Catastrophes en série dans l'armée de l'air russe

Depuis le début de l'été, l'armée de l'air russe a subi sept accidents aériens, dont certains ont même entraîné des morts. Les médias expliquent cette série noire, entre autres, par le fait que la Russie exploite de plus en plus son aviation militaire. RBTH a voulu comprendre la cause d'accidents si fréquents et s'il s'agissait là d'un phénomène systémique.

Version n°1 : des avions trop vieux

Quand un avion s'écrase, les experts évoquent avant tout la question de son âge. La Russie continue en effet d'exploiter des appareils datant de l'Union soviétique. Aujourd'hui, des avions produits dans les années 1970, qui ont donc plus de 30 ans, volent encore.

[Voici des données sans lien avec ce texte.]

//! A [`crate::client::PartFetcher`] backed by a real `reqwest::Client`.
//!
//! This is a convenience implementation of the fetch half of a migration
//! (spec §15/§16): `DestinationClient` is deliberately left for callers to
//! implement against whatever invocation transport their destination
//! speaks, but fetching bytes from an HTTP(S) URL and `PUT`ting bytes to a
//! presigned one is plain HTTP either way.
use crate::cid::PartCid;
use crate::error::{Error, Result};
use crate::client::FetchResponse;

use bytes::Bytes;
use futures::future::FutureExt;
use futures::stream::{BoxStream, StreamExt, TryStreamExt};
use std::collections::HashMap;
use tokio_util::sync::CancellationToken;

/// Resolves a [`PartCid`] to a fetchable URL.
///
/// Spec §2 leaves part storage addressing to the caller; this trait is the
/// seam [`HttpClient`] needs to turn a part identifier into something
/// `reqwest` can `GET`.
pub trait PartUrlResolver: Send + Sync {
    fn resolve(&self, part: &PartCid) -> String;
}

/// A [`PartUrlResolver`] that treats the part's content identifier as
/// already being its own fetch URL.
#[derive(Debug, Clone, Copy, Default)]
pub struct IdentityUrlResolver;

impl PartUrlResolver for IdentityUrlResolver {
    fn resolve(&self, part: &PartCid) -> String {
        part.as_str().to_string()
    }
}

/// An HTTP-backed part fetcher and destination byte-uploader.
///
/// Implements [`crate::client::PartFetcher`] directly; exposes
/// [`HttpClient::put_part`] as a free associated function so that a
/// `DestinationClient` implementation backed by HTTP can reuse it without
/// this crate having to know the destination's invocation transport.
#[derive(Clone)]
pub struct HttpClient<R = IdentityUrlResolver> {
    inner: reqwest::Client,
    resolver: R,
}

impl HttpClient<IdentityUrlResolver> {
    /// Build a client that treats each part's content identifier as its
    /// own fetch URL.
    pub fn new(inner: reqwest::Client) -> Self {
        Self {
            inner,
            resolver: IdentityUrlResolver,
        }
    }
}

impl<R: PartUrlResolver> HttpClient<R> {
    /// Build a client that resolves part URLs with a custom `resolver`.
    pub fn with_resolver(inner: reqwest::Client, resolver: R) -> Self {
        Self { inner, resolver }
    }

    /// `PUT` `body` to `url`, sending `content_length` and `headers`,
    /// returning the response status code.
    ///
    /// Races the send against `cancel`, the same way [`HttpClient::fetch`]
    /// races its `GET` (spec §5: streaming bytes to the destination is one
    /// of the four suspension points a cancellation token must abort).
    pub async fn put_part(
        &self,
        url: &str,
        headers: &HashMap<String, String>,
        content_length: u64,
        body: BoxStream<'static, Result<Bytes>>,
        cancel: &CancellationToken,
    ) -> Result<u16> {
        let reqwest_body = reqwest::Body::wrap_stream(body.map_err(std::io::Error::other));
        let mut request = self
            .inner
            .put(url)
            .header(reqwest::header::CONTENT_LENGTH, content_length)
            .body(reqwest_body);
        for (name, value) in headers {
            request = request.header(name, value);
        }
        let send = request.send();
        futures::pin_mut!(send);
        let response = futures::select_biased! {
            _ = cancel.cancelled().fuse() => return Err(Error::cancelled()),
            result = send.fuse() => {
                result.map_err(|e| Error::copy(PartCid::new(url.to_string()), None, e.to_string()))?
            }
        };
        Ok(response.status().as_u16())
    }
}

impl<R: PartUrlResolver> crate::client::PartFetcher for HttpClient<R> {
    async fn fetch(&self, part: &PartCid, cancel: &CancellationToken) -> Result<FetchResponse> {
        let url = self.resolver.resolve(part);
        let request = self.inner.get(&url).send();
        futures::pin_mut!(request);
        let response = futures::select_biased! {
            _ = cancel.cancelled().fuse() => return Err(Error::cancelled()),
            result = request.fuse() => result.map_err(|e| Error::bad_fetch(part.clone(), e.to_string()))?,
        };

        if !response.status().is_success() {
            return Err(Error::bad_fetch(
                part.clone(),
                format!("unexpected status {}", response.status()),
            ));
        }

        let content_length = response
            .content_length()
            .ok_or_else(|| Error::bad_fetch(part.clone(), "missing content-length"))?;
        if content_length == 0 {
            return Err(Error::bad_fetch(part.clone(), "content-length must be positive"));
        }

        let body = response
            .bytes_stream()
            .map(|chunk| chunk.map_err(|e| Error::bad_fetch(PartCid::new(String::new()), e.to_string())))
            .boxed();

        Ok(FetchResponse {
            content_length,
            body,
        })
    }
}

Parmi tous les avions qui ont subi un accident ces derniers temps, le seul qui était encore relativement neuf était le Su-34, mis en service en 2006. Le MiG-29 était produit jusqu'au début des années 1990, le dernier Tu-95 a été construit en 1992 et la conception des Su-24M a été stoppée en 1993.

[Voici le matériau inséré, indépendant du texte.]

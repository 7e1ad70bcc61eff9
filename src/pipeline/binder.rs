//! Binder + outcome merger: complete a ready upload via `register-upload`,
//! and interleave the result with the Assembler's failure side-channel in
//! arrival order (spec §4.4/§4.5).
use crate::cid::SpaceId;
use crate::client::DestinationClient;
use crate::error::{Cause, Error};
use crate::model::{Outcome, PartOutcome, UploadFailure, UploadPartsReady, UploadSuccess};
use crate::pipeline::assembler::AssemblerEvent;
use crate::receipt::{Authorization, Invocation, ReceiptOut};
use crate::trace::{trace_debug, trace_warn};

use futures::future::BoxFuture;
use futures::stream::{FuturesUnordered, Stream, StreamExt};
use std::sync::Arc;
use tokio_util::sync::CancellationToken;

/// Bind every [`AssemblerEvent::Ready`] upload and merge the results with
/// passed-through [`AssemblerEvent::Failure`]s.
///
/// A `register-upload` invocation runs concurrently with however many
/// other uploads are still being assembled — binding one upload must
/// never block the Assembler from completing the next, since spec §4.5
/// models these as two independent channels feeding one merger. A
/// [`FuturesUnordered`] of in-flight binds plays that second channel;
/// whichever of "a new assembler event arrives" or "a bind completes"
/// happens first is what gets emitted next, matching spec §4.5's "either
/// may be chosen; no global ordering is promised".
pub(crate) fn bind_and_merge<D>(
    events: impl Stream<Item = AssemblerEvent> + Send + 'static,
    destination: Arc<D>,
    authorization: Authorization,
    space: SpaceId,
    cancel: CancellationToken,
) -> impl Stream<Item = Outcome> + Send + 'static
where
    D: DestinationClient + Send + Sync + 'static,
{
    async_stream::stream! {
        futures::pin_mut!(events);
        let mut pending: FuturesUnordered<BoxFuture<'static, Outcome>> = FuturesUnordered::new();
        let mut events_done = false;

        loop {
            if events_done && pending.is_empty() {
                break;
            }

            if events_done {
                if let Some(outcome) = pending.next().await {
                    yield outcome;
                }
                continue;
            }

            if pending.is_empty() {
                match events.next().await {
                    Some(AssemblerEvent::Failure(failure)) => yield Outcome::Failure(failure),
                    Some(AssemblerEvent::Ready(ready)) => pending.push(Box::pin(bind_one(
                        ready,
                        destination.clone(),
                        authorization.clone(),
                        space.clone(),
                        cancel.clone(),
                    ))),
                    None => events_done = true,
                }
                continue;
            }

            futures::select_biased! {
                event = events.next() => match event {
                    Some(AssemblerEvent::Failure(failure)) => yield Outcome::Failure(failure),
                    Some(AssemblerEvent::Ready(ready)) => pending.push(Box::pin(bind_one(
                        ready,
                        destination.clone(),
                        authorization.clone(),
                        space.clone(),
                        cancel.clone(),
                    ))),
                    None => events_done = true,
                },
                outcome = pending.next() => {
                    if let Some(outcome) = outcome {
                        yield outcome;
                    }
                }
            }
        }
    }
}

async fn bind_one<D>(
    ready: UploadPartsReady,
    destination: Arc<D>,
    authorization: Authorization,
    space: SpaceId,
    cancel: CancellationToken,
) -> Outcome
where
    D: DestinationClient,
{
    if cancel.is_cancelled() {
        return Outcome::Failure(as_failure(ready, Cause::new(Error::cancelled())));
    }

    let root = ready.upload.cid.clone();
    let shards = ready.upload.parts.clone();
    trace_debug!(upload = %root, "binding upload");
    let invocation = Invocation::register_upload(root.clone(), shards, space);

    match destination.register_upload(invocation, &authorization, &cancel).await {
        Ok(receipt) => match &receipt.out {
            ReceiptOut::Ok(_) => {
                trace_debug!(upload = %root, "upload bound");
                Outcome::Success(UploadSuccess {
                    upload: ready.upload,
                    parts: ready.parts,
                    bind_receipt: receipt,
                })
            }
            ReceiptOut::Err(_) => {
                trace_warn!(upload = %root, "register-upload declined");
                let json_receipt = receipt.into_json_receipt();
                Outcome::Failure(as_failure(
                    ready,
                    Cause::with_receipt(
                        Error::bind("destination declined register-upload"),
                        json_receipt,
                    ),
                ))
            }
        },
        Err(e) => {
            trace_warn!(upload = %root, cause = %e, "register-upload transport failure");
            Outcome::Failure(as_failure(ready, Cause::new(e)))
        }
    }
}

fn as_failure(ready: UploadPartsReady, cause: Cause) -> UploadFailure {
    let parts = ready
        .parts
        .into_iter()
        .map(|(cid, success)| (cid, PartOutcome::Success(success)))
        .collect();
    UploadFailure { upload: ready.upload, parts, cause }
}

Mais l'âge, dans le domaine de l'aviation, n'est pas un indicateur si crucial : l'état de l'avion dépend surtout de la qualité de sa maintenance et de ses réparations.

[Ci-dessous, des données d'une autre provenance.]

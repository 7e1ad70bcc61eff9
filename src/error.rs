//! Errors this crate can emit.
use crate::cid::PartCid;
use crate::receipt::Receipt;

use serde::Serialize;
use std::fmt::{self, Display, Formatter};

/// A specialized `Result` type for this crate.
pub type Result<T, E = Error> = ::std::result::Result<T, E>;

/// The value returned in this crate when an error occurs.
#[derive(Debug, Clone, thiserror::Error)]
#[error(transparent)]
pub struct Error(pub(crate) ErrorRepr);

impl Error {
    /// The category of this error.
    pub fn kind(&self) -> ErrorKind {
        match &self.0 {
            ErrorRepr::Cancelled => ErrorKind::Cancelled,
            ErrorRepr::BadFetch { .. } => ErrorKind::BadFetch,
            ErrorRepr::Register { .. } => ErrorKind::Register,
            ErrorRepr::Copy { .. } => ErrorKind::Copy,
            ErrorRepr::Protocol { .. } => ErrorKind::Protocol,
            ErrorRepr::Bind { .. } => ErrorKind::Bind,
            ErrorRepr::SomePartsFailed { .. } => ErrorKind::SomePartsFailed,
        }
    }

    pub(crate) fn cancelled() -> Self {
        Self(ErrorRepr::Cancelled)
    }

    pub(crate) fn bad_fetch(part: PartCid, message: impl Into<String>) -> Self {
        Self(ErrorRepr::BadFetch {
            part,
            message: message.into(),
        })
    }

    pub(crate) fn register(part: PartCid, message: impl Into<String>) -> Self {
        Self(ErrorRepr::Register {
            part,
            message: message.into(),
        })
    }

    pub(crate) fn copy(part: PartCid, status: Option<u16>, message: impl Into<String>) -> Self {
        Self(ErrorRepr::Copy {
            part,
            status,
            message: message.into(),
        })
    }

    pub(crate) fn protocol(part: PartCid, message: impl Into<String>) -> Self {
        Self(ErrorRepr::Protocol {
            part,
            message: message.into(),
        })
    }

    pub(crate) fn bind(message: impl Into<String>) -> Self {
        Self(ErrorRepr::Bind {
            message: message.into(),
        })
    }

    pub(crate) fn some_parts_failed(failed: usize, total: usize) -> Self {
        Self(ErrorRepr::SomePartsFailed { failed, total })
    }

    /// Render this error as the `{"name": ..., "message": ...}` shape used in
    /// the `cause` field of an outcome's JSON serialization.
    pub fn to_cause_json(&self) -> CauseJson {
        CauseJson::from(self)
    }
}

/// The category of the error.
#[derive(Debug, Clone, Copy, PartialEq, Eq)]
#[non_exhaustive]
pub enum ErrorKind {
    /// A cancellation token fired while this item was in flight.
    Cancelled,
    /// The part fetcher returned a bad response (missing/invalid
    /// `content-length`, non-2xx status, or a transport failure).
    BadFetch,
    /// The `register-part` invocation's receipt was `Err`, or sending it
    /// failed.
    Register,
    /// The byte pass-through `PUT` to the destination's upload URL did not
    /// return a 2xx response.
    Copy,
    /// The `register-part` receipt's `Ok.status` was neither `done` nor
    /// `upload`.
    Protocol,
    /// The `register-upload` invocation's receipt was `Err`, or sending it
    /// failed.
    Bind,
    /// One or more parts of an upload failed; this is the aggregate cause on
    /// the upload-level outcome.
    SomePartsFailed,
}

impl Display for ErrorKind {
    fn fmt(&self, f: &mut Formatter<'_>) -> fmt::Result {
        let s = match self {
            Self::Cancelled => "cancelled",
            Self::BadFetch => "bad_fetch",
            Self::Register => "register",
            Self::Copy => "copy",
            Self::Protocol => "protocol",
            Self::Bind => "bind",
            Self::SomePartsFailed => "some_parts_failed",
        };
        write!(f, "{s}")
    }
}

/// Internal error representation, free to change at will.
#[derive(Debug, Clone, thiserror::Error)]
pub(crate) enum ErrorRepr {
    #[error("migration cancelled")]
    Cancelled,
    #[error("fetching part {part} failed: {message}")]
    BadFetch { part: PartCid, message: String },
    #[error("registering part {part} failed: {message}")]
    Register { part: PartCid, message: String },
    #[error("copying part {part} to destination failed: {message}")]
    Copy {
        part: PartCid,
        status: Option<u16>,
        message: String,
    },
    #[error("unexpected register-part status for part {part}: {message}")]
    Protocol { part: PartCid, message: String },
    #[error("binding upload failed: {message}")]
    Bind { message: String },
    #[error("{failed} of {total} parts failed")]
    SomePartsFailed { failed: usize, total: usize },
}

/// A failure cause carrying its originating receipt, when one exists.
///
/// Attached to a [`crate::model::PartFailure`] so that the outcome's JSON
/// serialization can surface both the error and the receipt (if the
/// destination did answer, just with an `Err` result).
#[derive(Debug, Clone)]
pub struct Cause {
    pub(crate) error: Error,
    pub(crate) receipt: Option<Receipt<serde_json::Value>>,
}

impl Cause {
    pub(crate) fn new(error: Error) -> Self {
        Self {
            error,
            receipt: None,
        }
    }

    pub(crate) fn with_receipt(error: Error, receipt: Receipt<serde_json::Value>) -> Self {
        Self {
            error,
            receipt: Some(receipt),
        }
    }

    /// The underlying error.
    pub fn error(&self) -> &Error {
        &self.error
    }
}

/// The JSON shape of a `cause` field: `{"name": ..., "message": ...}`, with
/// extra structured fields flattened in for some error kinds.
#[derive(Debug, Clone, Serialize)]
pub struct CauseJson {
    pub name: String,
    pub message: String,
    #[serde(skip_serializing_if = "Option::is_none")]
    pub failed: Option<usize>,
    #[serde(skip_serializing_if = "Option::is_none")]
    pub total: Option<usize>,
    #[serde(skip_serializing_if = "Option::is_none")]
    pub status: Option<u16>,
}

impl From<&Error> for CauseJson {
    fn from(value: &Error) -> Self {
        let (failed, total) = match &value.0 {
            ErrorRepr::SomePartsFailed { failed, total } => (Some(*failed), Some(*total)),
            _ => (None, None),
        };
        let status = match &value.0 {
            ErrorRepr::Copy { status, .. } => *status,
            _ => None,
        };
        Self {
            name: value.kind().to_string(),
            message: value.0.to_string(),
            failed,
            total,
            status,
        }
    }
}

Version n°2 : mauvaise exploitation et mauvais entretien

La majorité de ces incidents aériens étaient liés à des problèmes de moteurs. Malgré tout, Vladislav Maslov, directeur de la Corporation unifiée de construction de moteurs (ODK), qui s'occupe de les produire et de les réparer, affirme que le ministère russe de la Défense n'a aucune réclamation contre sa compagnie et qu'au contraire, ODK recevait de plus en plus de commandes de réparations. " En 2015, nous réparons six fois plus d'appareils qu'en 2013 ", remarque Maslov.

Le général de brigade Pavel Zolotarev, directeur adjoint de l'Institut des USA et du Canada, explique ces catastrophes par le fait que l'industrie de la défense a longtemps perdu ses cadres et ses financements étatiques, provoquant une chute de la qualité du travail : " Des pièces de contrefaçon pourraient être une cause des accidents ".

Version n°3 : le facteur humain

Alexander Garnaïev, pilote d'essai et Héros de la Fédération de Russie, pense que le facteur humain et l'appauvrissement de la culture technique ont joué leur rôle dans les accidents : " Nous avons perdu le système de respect des standards de production et d'exploitation tant dans le domaine de l'aviation que de l'espace ".

Version n°4 : une coïncidence

Beaucoup de spécialistes pensent que ces accidents sont dus au hasard. " C'est simplement une coïncidence. Par le passé, il arrivait qu'encore plus d'accidents ", pense Vladimir Andreïev, ancien commandant de l'aviation militaire de transport.

" L'été, en Russie, commence la saison intensive d'exploitation de l'aviation et on constate toujours une recrudescence des vols, souligne Igor Malikov, directeur adjoint du centre d'essais aériens et Héros de Russie. C'est pourquoi le risque de catastrophe augmente ".

Le pilote-formateur Andreï Krasnoperov, chef d'escadron, n'est pas de cet avis. " C'est un non-sens. Les moteurs tombent généralement en panne en hiver, quand on ne remplit pas l'avion avec le carburant adapté. Mais pour que toutes les soupapes tombent en panne d'un coup... Un avion peut voler tranquillement sur un seul moteur jusqu'à un minimum de 5 m/s jusqu'à l'aérodrome, ce n'est pas un problème ".

Le gouvernement russe, en la personne du vice-premier ministre Dmitri Rogozine, s'est montré préoccupé par cette série de catastrophes aériennes dans l'armée de l'air. Ce dernier a demandé à ce que toutes les informations sur leurs causes soient fournies au gouvernement.

" Il faut prendre une décision. Il y en a trop, et trop souvent. Je pense que le problème est à chercher du côté de l'exploitation de la technique ", conclut-il.